(Saved entries)

============================================================

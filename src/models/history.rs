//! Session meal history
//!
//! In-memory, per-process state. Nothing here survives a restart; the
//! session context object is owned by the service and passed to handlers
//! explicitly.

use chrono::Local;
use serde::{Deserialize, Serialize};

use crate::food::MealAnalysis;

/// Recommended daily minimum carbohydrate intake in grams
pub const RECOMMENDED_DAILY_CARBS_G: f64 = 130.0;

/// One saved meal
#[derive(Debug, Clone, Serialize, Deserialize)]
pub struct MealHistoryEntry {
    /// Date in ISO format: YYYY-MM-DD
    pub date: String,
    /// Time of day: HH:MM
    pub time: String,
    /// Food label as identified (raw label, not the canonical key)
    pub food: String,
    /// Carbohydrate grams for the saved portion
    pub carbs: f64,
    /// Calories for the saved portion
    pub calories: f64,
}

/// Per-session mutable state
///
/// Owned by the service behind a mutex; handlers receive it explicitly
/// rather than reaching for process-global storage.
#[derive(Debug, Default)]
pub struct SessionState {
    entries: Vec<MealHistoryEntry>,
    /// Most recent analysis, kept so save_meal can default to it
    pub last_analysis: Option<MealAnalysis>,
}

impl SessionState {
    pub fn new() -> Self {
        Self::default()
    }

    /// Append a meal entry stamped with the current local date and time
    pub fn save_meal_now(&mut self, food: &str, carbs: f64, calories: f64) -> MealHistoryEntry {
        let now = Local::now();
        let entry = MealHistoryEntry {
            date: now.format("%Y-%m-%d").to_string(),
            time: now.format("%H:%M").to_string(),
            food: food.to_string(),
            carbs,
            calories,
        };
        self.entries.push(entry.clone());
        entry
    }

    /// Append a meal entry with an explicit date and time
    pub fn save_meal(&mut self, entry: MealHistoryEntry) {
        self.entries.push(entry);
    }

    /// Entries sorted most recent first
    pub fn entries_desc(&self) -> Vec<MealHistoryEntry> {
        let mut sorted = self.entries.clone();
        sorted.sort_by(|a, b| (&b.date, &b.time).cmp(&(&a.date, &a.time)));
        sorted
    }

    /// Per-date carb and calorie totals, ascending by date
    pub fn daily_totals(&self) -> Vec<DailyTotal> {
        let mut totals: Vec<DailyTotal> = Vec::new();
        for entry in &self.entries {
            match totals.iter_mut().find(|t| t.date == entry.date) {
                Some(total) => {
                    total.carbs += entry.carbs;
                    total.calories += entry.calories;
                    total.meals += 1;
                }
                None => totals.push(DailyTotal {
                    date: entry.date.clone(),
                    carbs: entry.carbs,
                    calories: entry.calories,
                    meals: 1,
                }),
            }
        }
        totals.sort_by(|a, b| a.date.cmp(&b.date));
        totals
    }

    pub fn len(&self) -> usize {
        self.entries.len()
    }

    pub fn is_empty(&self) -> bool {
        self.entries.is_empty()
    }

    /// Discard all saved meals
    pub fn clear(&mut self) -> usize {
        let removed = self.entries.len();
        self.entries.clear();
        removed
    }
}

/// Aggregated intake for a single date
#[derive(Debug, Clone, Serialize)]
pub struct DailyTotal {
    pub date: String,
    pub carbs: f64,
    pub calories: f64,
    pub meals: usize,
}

============================================================

= EXERCISE AIM =
Restate every record word for word.

= YOUR SOLUTION =
filename src/models/history.rs
//! Session meal history
//!
//! In-memory, per-process state. Nothing here survives a restart; the
//! session context object is owned by the service and passed to handlers
//! explicitly.

use chrono::Local;
use serde::{Deserialize, Serialize};

use crate::food::MealAnalysis;

/// Recommended daily minimum carbohydrate intake in grams
pub const RECOMMENDED_DAILY_CARBS_G: f64 = 130.0;

/// One saved meal
#[derive(Debug, Clone, Serialize, Deserialize)]
pub struct MealHistoryEntry {
    /// Date in ISO format: YYYY-MM-DD
    pub date: String,
    /// Time of day: HH:MM
    pub time: String,
    /// Food label as identified (raw label, not the canonical key)
    pub food: String,
    /// Carbohydrate grams for the saved portion
    pub carbs: f64,
    /// Calories for the saved portion
    pub calories: f64,
}

/// Per-session mutable state
///
/// Owned by the service behind a mutex; handlers receive it explicitly
/// rather than reaching for process-global storage.
#[derive(Debug, Default)]
pub struct SessionState {
    entries: Vec<MealHistoryEntry>,
    /// Most recent analysis, kept so save_meal can default to it
    pub last_analysis: Option<MealAnalysis>,
}

impl SessionState {
    pub fn new() -> Self {
        Self::default()
    }

    /// Append a meal entry stamped with the current local date and time
    pub fn save_meal_now(&mut self, food: &str, carbs: f64, calories: f64) -> MealHistoryEntry {
        let now = Local::now();
        let entry = MealHistoryEntry {
            date: now.format("%Y-%m-%d").to_string(),
            time: now.format("%H:%M").to_string(),
            food: food.to_string(),
            carbs,
            calories,
        };
        self.entries.push(entry.clone());
        entry
    }

    /// Append a meal entry with an explicit date and time
    pub fn save_meal(&mut self, entry: MealHistoryEntry) {
        self.entries.push(entry);
    }

    /// Entries sorted most recent first
    pub fn entries_desc(&self) -> Vec<MealHistoryEntry> {
        let mut sorted = self.entries.clone();
        sorted.sort_by(|a, b| (&b.date, &b.time).cmp(&(&a.date, &a.time)));
        sorted
    }

    /// Per-date carb and calorie totals, ascending by date
    pub fn daily_totals(&self) -> Vec<DailyTotal> {
        let mut totals: Vec<DailyTotal> = Vec::new();
        for entry in &self.entries {
            match totals.iter_mut().find(|t| t.date == entry.date) {
                Some(total) => {
                    total.carbs += entry.carbs;
                    total.calories += entry.calories;
                    total.meals += 1;
                }
                None => totals.push(DailyTotal {
                    date: entry.date.clone(),
                    carbs: entry.carbs,
                    calories: entry.calories,
                    meals: 1,
                }),
            }
        }
        totals.sort_by(|a, b| a.date.cmp(&b.date));
        totals
    }

    pub fn len(&self) -> usize {
        self.entries.len()
    }

    pub fn is_empty(&self) -> bool {
        self.entries.is_empty()
    }

    /// Discard all saved meals
    pub fn clear(&mut self) -> usize {
        let removed = self.entries.len();
        self.entries.clear();
        removed
    }
}

/// Aggregated intake for a single date
#[derive(Debug, Clone, Serialize)]
pub struct DailyTotal {
    pub date: String,
    pub carbs: f64,
    pub calories: f64,
    pub meals: usize,
}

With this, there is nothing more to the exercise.